Однако постепенно имперские завоевания теряли свою ценность, огромные затраты на содержание армии и флота превращались в непосильную для страны ношу. Становилось все очевиднее, что битву за будущее Британии надо вести не с помощью кораблей или бомб, а станками, электронным оборудованием, сталью, нефтью – то есть экономикой, которую снобы привыкли пренебрежительно именовать «торговля».

В Оксфорде и Кембридже до сих пор иногда сверху вниз поглядывают на промышленников и финансистов. Пресса по-прежнему предпочитает отводить целые полосы политическим деятелям, актерам, спортсменам, преступникам, забывая об изобретателях, шоп-стюардах, менеджерах. Тем не менее уважение к тем, кто «делает» промышленность и сельское хозяйство, неизмеримо возросло. И англичане стали весьма успешно развивать такие качества, как предприимчивость и деловитость.
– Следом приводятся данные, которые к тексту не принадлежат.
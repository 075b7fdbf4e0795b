//! Message 5: volume coverage pattern

use bytes::Bytes;

use crate::archive::format::{MSG5_CUT, MSG5_HEADER};
use crate::schema::Fields;
use crate::Result;

/// Binary angle units of a cut elevation in degrees
pub const BINARY_ANGLE_SCALE: f32 = 360.0 / 65536.0;

/// Fixed part of a coverage pattern
#[derive(Debug, Clone, PartialEq, Eq)]
pub struct VcpHeader {
    /// Message size in halfwords
    pub msg_size: u16,
    /// Pattern type
    pub pattern_type: u16,
    /// Pattern number, e.g. 212
    pub pattern_number: u16,
    /// Number of elevation cuts
    pub num_cuts: u16,
    /// Clutter map group number
    pub clutter_map_group: u16,
    /// Velocity resolution code
    pub doppler_vel_res: u8,
    /// Pulse width code
    pub pulse_width: u8,
}

/// Doppler PRF assignment for one azimuth sector of a cut
#[derive(Debug, Clone, Copy, PartialEq, Eq)]
pub struct DopplerSector {
    /// Sector edge angle (binary angle)
    pub edge_angle: u16,
    /// Doppler PRF number
    pub prf_number: u16,
    /// Doppler PRF pulse count per radial
    pub prf_pulse_count: u16,
}

/// Scanning parameters of one elevation cut
#[derive(Debug, Clone, PartialEq, Eq)]
pub struct Cut {
    /// Target elevation angle (binary angle)
    pub elevation_angle: u16,
    /// Channel configuration
    pub channel_config: u8,
    /// Waveform type
    pub waveform_type: u8,
    /// Super resolution control bits
    pub super_resolution: u8,
    /// Surveillance PRF number
    pub prf_number: u8,
    /// Surveillance PRF pulse count per radial
    pub prf_pulse_count: u16,
    /// Antenna azimuth rate (binary angle per second)
    pub azimuth_rate: u16,
    /// Reflectivity SNR threshold (0.125 dB)
    pub ref_thresh: i16,
    /// Velocity SNR threshold (0.125 dB)
    pub vel_thresh: i16,
    /// Spectrum width SNR threshold (0.125 dB)
    pub sw_thresh: i16,
    /// ZDR SNR threshold (0.125 dB)
    pub zdr_thresh: i16,
    /// PHI SNR threshold (0.125 dB)
    pub phi_thresh: i16,
    /// RHO SNR threshold (0.125 dB)
    pub rho_thresh: i16,
    /// Doppler sectors
    pub sectors: [DopplerSector; 3],
}

impl Cut {
    fn from_fields(fields: &Fields<'_>) -> Result<Self> {
        let sector = |edge: &'static str, num: &'static str, count: &'static str| -> Result<DopplerSector> {
            Ok(DopplerSector {
                edge_angle: fields.u16(edge)?,
                prf_number: fields.u16(num)?,
                prf_pulse_count: fields.u16(count)?,
            })
        };

        Ok(Self {
            elevation_angle: fields.u16("elevation_angle")?,
            channel_config: fields.u8("channel_config")?,
            waveform_type: fields.u8("waveform_type")?,
            super_resolution: fields.u8("super_resolution")?,
            prf_number: fields.u8("prf_number")?,
            prf_pulse_count: fields.u16("prf_pulse_count")?,
            azimuth_rate: fields.u16("azimuth_rate")?,
            ref_thresh: fields.i16("ref_thresh")?,
            vel_thresh: fields.i16("vel_thresh")?,
            sw_thresh: fields.i16("sw_thresh")?,
            zdr_thresh: fields.i16("zdr_thresh")?,
            phi_thresh: fields.i16("phi_thresh")?,
            rho_thresh: fields.i16("rho_thresh")?,
            sectors: [
                sector("edge_angle_1", "dop_prf_num_1", "dop_prf_pulse_count_1")?,
                sector("edge_angle_2", "dop_prf_num_2", "dop_prf_pulse_count_2")?,
                sector("edge_angle_3", "dop_prf_num_3", "dop_prf_pulse_count_3")?,
            ],
        })
    }

    /// Target elevation angle (deg)
    #[must_use]
    pub fn elevation_degrees(&self) -> f32 {
        f32::from(self.elevation_angle) * BINARY_ANGLE_SCALE
    }
}

/// Volume coverage pattern
#[derive(Debug, Clone, PartialEq, Eq)]
pub struct VolumeCoveragePattern {
    /// Pattern header
    pub header: VcpHeader,
    /// Elevation cuts in scan order
    pub cuts: Vec<Cut>,
}

impl VolumeCoveragePattern {
    /// Cut for a 1-based elevation number
    #[must_use]
    pub fn cut_for_elevation(&self, elevation_number: u16) -> Option<&Cut> {
        usize::from(elevation_number)
            .checked_sub(1)
            .and_then(|i| self.cuts.get(i))
    }
}

/// Decode a message 5 body starting right after the message header
pub(crate) fn decode(body: &Bytes) -> Result<VolumeCoveragePattern> {
    let fields = MSG5_HEADER.decode(body)?;
    let header = VcpHeader {
        msg_size: fields.u16("msg_size")?,
        pattern_type: fields.u16("pattern_type")?,
        pattern_number: fields.u16("pattern_number")?,
        num_cuts: fields.u16("num_cuts")?,
        clutter_map_group: fields.u16("clutter_map_group")?,
        doppler_vel_res: fields.u8("doppler_vel_res")?,
        pulse_width: fields.u8("pulse_width")?,
    };

    let cuts = (0..usize::from(header.num_cuts))
        .map(|i| {
            let offset = MSG5_HEADER.size() + i * MSG5_CUT.size();
            Cut::from_fields(&MSG5_CUT.decode_at(body, offset)?)
        })
        .collect::<Result<Vec<_>>>()?;

    Ok(VolumeCoveragePattern { header, cuts })
}
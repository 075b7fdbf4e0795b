//! Rectangular ray-by-gate arrays

/// Row-major array with one row per radial and one column per gate
#[derive(Debug, Clone, PartialEq)]
pub struct GateGrid<T> {
    nrays: usize,
    ngates: usize,
    values: Vec<T>,
}

impl<T: Copy> GateGrid<T> {
    pub(crate) fn filled(nrays: usize, ngates: usize, value: T) -> Self {
        Self {
            nrays,
            ngates,
            values: vec![value; nrays * ngates],
        }
    }

    /// Number of rows (radials)
    #[must_use]
    pub fn nrays(&self) -> usize {
        self.nrays
    }

    /// Number of columns (gates)
    #[must_use]
    pub fn ngates(&self) -> usize {
        self.ngates
    }

    /// `(nrays, ngates)`
    #[must_use]
    pub fn shape(&self) -> (usize, usize) {
        (self.nrays, self.ngates)
    }

    /// Value at one ray and gate
    #[must_use]
    pub fn get(&self, ray: usize, gate: usize) -> Option<T> {
        if ray >= self.nrays || gate >= self.ngates {
            return None;
        }
        Some(self.values[ray * self.ngates + gate])
    }

    /// One radial's gates
    #[must_use]
    pub fn row(&self, ray: usize) -> Option<&[T]> {
        (ray < self.nrays).then(|| &self.values[ray * self.ngates..(ray + 1) * self.ngates])
    }

    pub(crate) fn row_mut(&mut self, ray: usize) -> &mut [T] {
        &mut self.values[ray * self.ngates..(ray + 1) * self.ngates]
    }

    /// Iterate rows in ray order
    pub fn rows(&self) -> impl Iterator<Item = &[T]> + '_ {
        (0..self.nrays).map(move |ray| &self.values[ray * self.ngates..(ray + 1) * self.ngates])
    }

    /// All values in row-major order
    #[must_use]
    pub fn as_slice(&self) -> &[T] {
        &self.values
    }

    /// Apply `f` to every value
    pub fn map<U, F>(&self, f: F) -> GateGrid<U>
    where
        F: FnMut(T) -> U,
    {
        GateGrid {
            nrays: self.nrays,
            ngates: self.ngates,
            values: self.values.iter().copied().map(f).collect(),
        }
    }
}
//! BZIP2 record reassembly
//!
//! Block-compressed volumes store the message stream as a run of
//! independent BZIP2 streams, each preceded by a signed big-endian control
//! word whose magnitude is the compressed length. Decompressing every block in
//! order and concatenating the output recovers the uncompressed stream.

use std::io::Read;

use byteorder::{BigEndian, ReadBytesExt};
use bytes::Bytes;
use bzip2::bufread::BzDecoder;
use tracing::{debug, trace, warn};

use super::format::{COMPRESSION_RECORD_SIZE, CONTROL_WORD_SIZE};
use crate::{DecodeError, Result};

/// Decompress all BZIP2 blocks starting at the first control word
///
/// The leading compression record of the combined output is dropped, so the
/// result begins at the first message header.
///
/// # Errors
///
/// Returns [`DecodeError::Format`] if a block is not a complete BZIP2 stream
pub fn reassemble(blocks: &[u8]) -> Result<Bytes> {
    let mut combined = Vec::with_capacity(blocks.len() * 8);
    let mut rest = blocks;
    let mut block_count = 0usize;

    while !rest.is_empty() {
        if rest.len() <= CONTROL_WORD_SIZE {
            warn!(
                "Ignoring {} trailing bytes after BZIP2 block {}",
                rest.len(),
                block_count
            );
            break;
        }

        let declared = (&rest[..CONTROL_WORD_SIZE]).read_i32::<BigEndian>()?;
        let body = &rest[CONTROL_WORD_SIZE..];
        let bound = match usize::try_from(declared.unsigned_abs()) {
            Ok(0) | Err(_) => body.len(),
            Ok(n) => n.min(body.len()),
        };

        let (inflated, consumed) = decompress_block(&body[..bound], block_count)?;
        if consumed != bound {
            trace!(
                "BZIP2 block {} used {} of {} declared bytes",
                block_count,
                consumed,
                bound
            );
        }
        debug!(
            "BZIP2 block {}: {} -> {} bytes",
            block_count,
            consumed,
            inflated.len()
        );

        combined.extend_from_slice(&inflated);
        rest = &body[consumed..];
        block_count += 1;
    }

    if combined.len() < COMPRESSION_RECORD_SIZE {
        return Err(DecodeError::Truncated {
            context: "decompressed message stream",
            offset: 0,
            needed: COMPRESSION_RECORD_SIZE,
            available: combined.len(),
        });
    }

    debug!(
        "Reassembled {} BZIP2 blocks into {} bytes",
        block_count,
        combined.len()
    );

    Ok(Bytes::from(combined).slice(COMPRESSION_RECORD_SIZE..))
}

/// Decompress one BZIP2 stream, returning the output and the input bytes used
fn decompress_block(input: &[u8], index: usize) -> Result<(Vec<u8>, usize)> {
    let mut decoder = BzDecoder::new(input);
    let mut out = Vec::with_capacity(input.len() * 4);
    decoder
        .read_to_end(&mut out)
        .map_err(|e| DecodeError::Format(format!("Invalid BZIP2 block {index}: {e}")))?;

    let unused = decoder.into_inner().len();
    Ok((out, input.len() - unused))
}
//! Archive II file reader

use std::fs::File;
use std::path::Path;

use bytes::Bytes;
use chrono::{DateTime, Utc};
use memmap2::Mmap;
use tracing::debug;

use super::bzip;
use super::format::{
    COMPRESSION_RECORD_SIZE, CONTROL_WORD_SIZE, MARKERS_UNCOMPRESSED, MARKER_BZIP2, VOLUME_HEADER,
};
use super::source::{unwrap_container, ByteSource};
use crate::schema::Fields;
use crate::{DecodeError, Result};

/// Fixed 24-byte header at the start of every Archive II file
#[derive(Debug, Clone, PartialEq, Eq)]
pub struct VolumeHeader {
    /// Tape identifier, e.g. `AR2V0006.`
    pub tape: String,
    /// Volume sequence extension, e.g. `501`
    pub extension: String,
    /// Modified Julian date (day 1 is 1970-01-01)
    pub date: u32,
    /// Milliseconds past midnight
    pub time: u32,
    /// Four-letter radar station identifier
    pub icao: String,
}

impl VolumeHeader {
    fn from_fields(fields: &Fields<'_>) -> Result<Self> {
        Ok(Self {
            tape: fields.text("tape")?,
            extension: fields.text("extension")?,
            date: fields.u32("date")?,
            time: fields.u32("time")?,
            icao: fields.text("icao")?,
        })
    }

    /// Volume creation time
    #[must_use]
    pub fn timestamp(&self) -> Option<DateTime<Utc>> {
        super::nexrad_datetime(self.date, self.time)
    }
}

/// How the message stream is stored after the volume header
#[derive(Debug, Clone, Copy, PartialEq, Eq)]
pub enum Compression {
    /// Records stored as-is
    None,
    /// Records stored as consecutive BZIP2 blocks
    Bzip2,
}

/// Volume header plus the uncompressed message stream
#[derive(Debug, Clone)]
pub struct Archive {
    /// Volume header
    pub header: VolumeHeader,
    /// Record compression found in the file
    pub compression: Compression,
    /// Message stream, starting at the first message header
    pub payload: Bytes,
}

impl Archive {
    /// Memory-map and unpack an Archive II file
    ///
    /// # Errors
    ///
    /// Returns error if the file cannot be opened or mapped, or is not a valid volume
    pub fn open(path: &Path) -> Result<Self> {
        let file = File::open(path)?;
        if file.metadata()?.len() == 0 {
            return Err(DecodeError::Truncated {
                context: "volume header",
                offset: 0,
                needed: VOLUME_HEADER.size(),
                available: 0,
            });
        }

        let mmap = unsafe { Mmap::map(&file)? };
        debug!("Mapped {} ({} bytes)", path.display(), mmap.len());

        Self::from_source(ByteSource::new(Bytes::from_owner(mmap)))
    }

    /// Unpack an Archive II volume held in memory
    ///
    /// # Errors
    ///
    /// Returns error if the bytes are not a valid volume
    pub fn from_bytes(bytes: impl Into<Bytes>) -> Result<Self> {
        Self::from_source(ByteSource::new(bytes))
    }

    /// Unpack an Archive II volume from a byte source
    ///
    /// # Errors
    ///
    /// Returns [`DecodeError::Format`] for an unknown compression record or a
    /// corrupt gzip/BZIP2 stream, and [`DecodeError::Truncated`] if the fixed
    /// prefix is incomplete
    pub fn from_source(source: ByteSource) -> Result<Self> {
        let mut source = unwrap_container(source)?;

        let header_bytes = source.read(VOLUME_HEADER.size());
        let header = VolumeHeader::from_fields(&VOLUME_HEADER.decode(&header_bytes)?)?;

        let record = source.peek(COMPRESSION_RECORD_SIZE);
        if record.len() < CONTROL_WORD_SIZE + 2 {
            return Err(DecodeError::Truncated {
                context: "compression record",
                offset: source.position(),
                needed: COMPRESSION_RECORD_SIZE,
                available: record.len(),
            });
        }

        let marker = [record[CONTROL_WORD_SIZE], record[CONTROL_WORD_SIZE + 1]];
        let (compression, payload) = if marker == MARKER_BZIP2 {
            let blocks = source.read_to_end();
            (Compression::Bzip2, bzip::reassemble(&blocks)?)
        } else if MARKERS_UNCOMPRESSED.contains(&marker) {
            source.seek(source.position() + COMPRESSION_RECORD_SIZE);
            (Compression::None, source.read_to_end())
        } else {
            return Err(DecodeError::Format(format!(
                "Unknown compression record: marker {}",
                hex::encode(marker)
            )));
        };

        debug!(
            "Volume {} {}: {:?} records, {} byte message stream",
            header.icao,
            header.extension,
            compression,
            payload.len()
        );

        Ok(Self {
            header,
            compression,
            payload,
        })
    }
}
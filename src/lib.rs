//! nexrad-l2 - NEXRAD Level II Archive II volume decoder
//!
//! Decodes optionally gzip-wrapped, optionally BZIP2 block-compressed
//! Archive II files into scans, radials and per-moment gate arrays.
//!
//! ```no_run
//! use nexrad_l2::{Moment, Volume};
//!
//! # fn main() -> nexrad_l2::Result<()> {
//! let volume = Volume::open("KTLX20240101_120000_V06")?;
//! let reflectivity = volume.get_data(Moment::Ref, Some(&[0]), false)?;
//! println!("{} scans, first scan {:?}", volume.nscans(), reflectivity.shape());
//! # Ok(())
//! # }
//! ```

#![deny(unsafe_op_in_unsafe_fn)]
#![warn(missing_docs, clippy::all, clippy::pedantic, clippy::cargo)]
#![allow(
    clippy::module_name_repetitions,
    clippy::must_use_candidate,
    clippy::cast_possible_truncation,
    clippy::cast_precision_loss,
    clippy::multiple_crate_versions
)]

pub mod archive;
pub mod config;
pub mod error;
pub mod message;
pub mod schema;
pub mod volume;

pub use archive::{Archive, Compression, VolumeHeader};
pub use config::DecodeOptions;
pub use error::{DecodeError, Result};
pub use message::{Moment, MomentBlock, Radial, Record, VolumeCoveragePattern};
pub use volume::{GateGrid, Location, MomentData, RadialFormat, Scan, ScanInfo, Volume};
– Когда меня спрашивают о достопримечательностях Лондона, я не называю Тауэр или Биг Бен, они и без меня известны. А с НРДК советую познакомиться.

С профессором Дэвидом Кентом я встретился месяца через два после приезда в Лондон и не рискнул признаться, что ничего не слышал о подобной достопримечательности. Но вскоре четыре загадочные буквы опять попались мне на глаза.

«Сколько открытий и изобретений не увидели бы света, если бы не НРДК!» – прочитал я в «Файнэншл таймс». Влиятельный орган британских деловых кругов расшифровывал: НРДК – сокращенное название Национальной корпорации по развитию исследований.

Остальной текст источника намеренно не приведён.